Report how many lines of the records below include the word "CacheService". Give nothing but the number.

========================

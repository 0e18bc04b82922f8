//! Infrastructure layer: configuration, resilience, cache, ledger stores and the
//! application handlers that tie them together.

pub mod cache;
pub mod config;
pub mod error;
pub mod handlers;
pub mod ledger;
pub mod resilience;
pub mod statements;

#[cfg(test)]
mod integration_tests;

pub use error::{HandlerError, HandlerResult};
pub use handlers::{CommandHandlers, QueryHandlers};
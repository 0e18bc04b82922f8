//! Value object trait: equality by value, not identity.

/// Marker trait for value objects.
///
/// Value objects are **immutable** and **compared by value**: two instances with
/// the same attributes are interchangeable. To "modify" one, build a new one.
///
/// [`Money`](crate::Money) is the canonical example here: `100.00 USD` is equal to
/// any other `100.00 USD`, and arithmetic returns fresh values instead of mutating.
pub trait ValueObject: Clone + PartialEq + core::fmt::Debug {}
use axum::{http::StatusCode, response::IntoResponse, Json};

pub async fn health() -> impl IntoResponse {
    (StatusCode::OK, Json(serde_json::json!({ "status": "ok" })))
}
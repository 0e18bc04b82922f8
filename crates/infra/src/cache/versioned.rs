use std::time::Duration;

use async_trait::async_trait;
use tracing::{debug, warn};

use crate::resilience::{CircuitBreaker, CircuitBreakerConfig, CircuitError};

use super::{CacheBackend, CacheBackendError, CacheService, version_key};

/// [`CacheService`] over a raw backend, with every command routed through a
/// circuit breaker that counts transport and timeout failures.
///
/// Version keys carry a TTL that is refreshed on each increment, so counters for
/// owners that stop changing eventually disappear. An expired counter reads as 0,
/// which only ever matches statements cached long before.
pub struct VersionedCache<B> {
    backend: B,
    breaker: CircuitBreaker<CacheBackendError>,
    version_ttl: Duration,
}

impl<B> std::fmt::Debug for VersionedCache<B> {
    fn fmt(&self, f: &mut std::fmt::Formatter<'_>) -> std::fmt::Result {
        f.debug_struct("VersionedCache")
            .field("breaker", &self.breaker)
            .field("version_ttl", &self.version_ttl)
            .finish()
    }
}

impl<B: CacheBackend> VersionedCache<B> {
    pub fn new(backend: B, breaker: CircuitBreakerConfig, version_ttl: Duration) -> Self {
        Self {
            backend,
            breaker: CircuitBreaker::new("cache", breaker, CacheBackendError::is_transient),
            version_ttl,
        }
    }

    pub fn breaker(&self) -> &CircuitBreaker<CacheBackendError> {
        &self.breaker
    }

    pub fn backend(&self) -> &B {
        &self.backend
    }
}

fn log_degraded(op: &'static str, key: &str, err: CircuitError<CacheBackendError>) {
    match err {
        CircuitError::Open => debug!(op, key, "cache circuit open, skipping"),
        CircuitError::Inner(e) => warn!(op, key, error = %e, "cache operation failed"),
    }
}

#[async_trait]
impl<B: CacheBackend> CacheService for VersionedCache<B> {
    async fn get(&self, key: &str) -> Option<String> {
        match self.breaker.call(|| self.backend.get(key)).await {
            Ok(value) => value,
            Err(e) => {
                log_degraded("get", key, e);
                None
            }
        }
    }

    async fn set(&self, key: &str, value: &str, ttl: Duration) {
        if let Err(e) = self.breaker.call(|| self.backend.set_ex(key, value, ttl)).await {
            log_degraded("set", key, e);
        }
    }

    async fn increment_version(&self, prefix: &str) {
        let key = version_key(prefix);
        if let Err(e) = self.breaker.call(|| self.backend.incr(&key)).await {
            log_degraded("increment_version", &key, e);
            return;
        }
        if let Err(e) = self
            .breaker
            .call(|| self.backend.expire(&key, self.version_ttl))
            .await
        {
            log_degraded("expire_version", &key, e);
        }
    }

    async fn get_version(&self, prefix: &str) -> u64 {
        let key = version_key(prefix);
        match self.breaker.call(|| self.backend.get(&key)).await {
            Ok(Some(raw)) => raw.parse().unwrap_or_else(|_| {
                warn!(key = %key, value = %raw, "version key is not a counter");
                0
            }),
            Ok(None) => 0,
            Err(e) => {
                log_degraded("get_version", &key, e);
                0
            }
        }
    }
}

#[cfg(test)]
pub(crate) mod test_support {
    use std::sync::atomic::{AtomicUsize, Ordering};

    use super::*;

    /// Backend whose every command fails with a transport error.
    #[derive(Debug, Default)]
    pub(crate) struct UnreachableCacheBackend {
        calls: AtomicUsize,
    }

    impl UnreachableCacheBackend {
        pub(crate) fn calls(&self) -> usize {
            self.calls.load(Ordering::SeqCst)
        }

        fn fail<T>(&self) -> Result<T, CacheBackendError> {
            self.calls.fetch_add(1, Ordering::SeqCst);
            Err(CacheBackendError::Transport("connection refused".into()))
        }
    }

    #[async_trait]
    impl CacheBackend for UnreachableCacheBackend {
        async fn get(&self, _key: &str) -> Result<Option<String>, CacheBackendError> {
            self.fail()
        }

        async fn set_ex(&self, _key: &str, _value: &str, _ttl: Duration) -> Result<(), CacheBackendError> {
            self.fail()
        }

        async fn incr(&self, _key: &str) -> Result<i64, CacheBackendError> {
            self.fail()
        }

        async fn expire(&self, _key: &str, _ttl: Duration) -> Result<(), CacheBackendError> {
            self.fail()
        }
    }
}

========================

[EXPECTED OUTPUT]:
3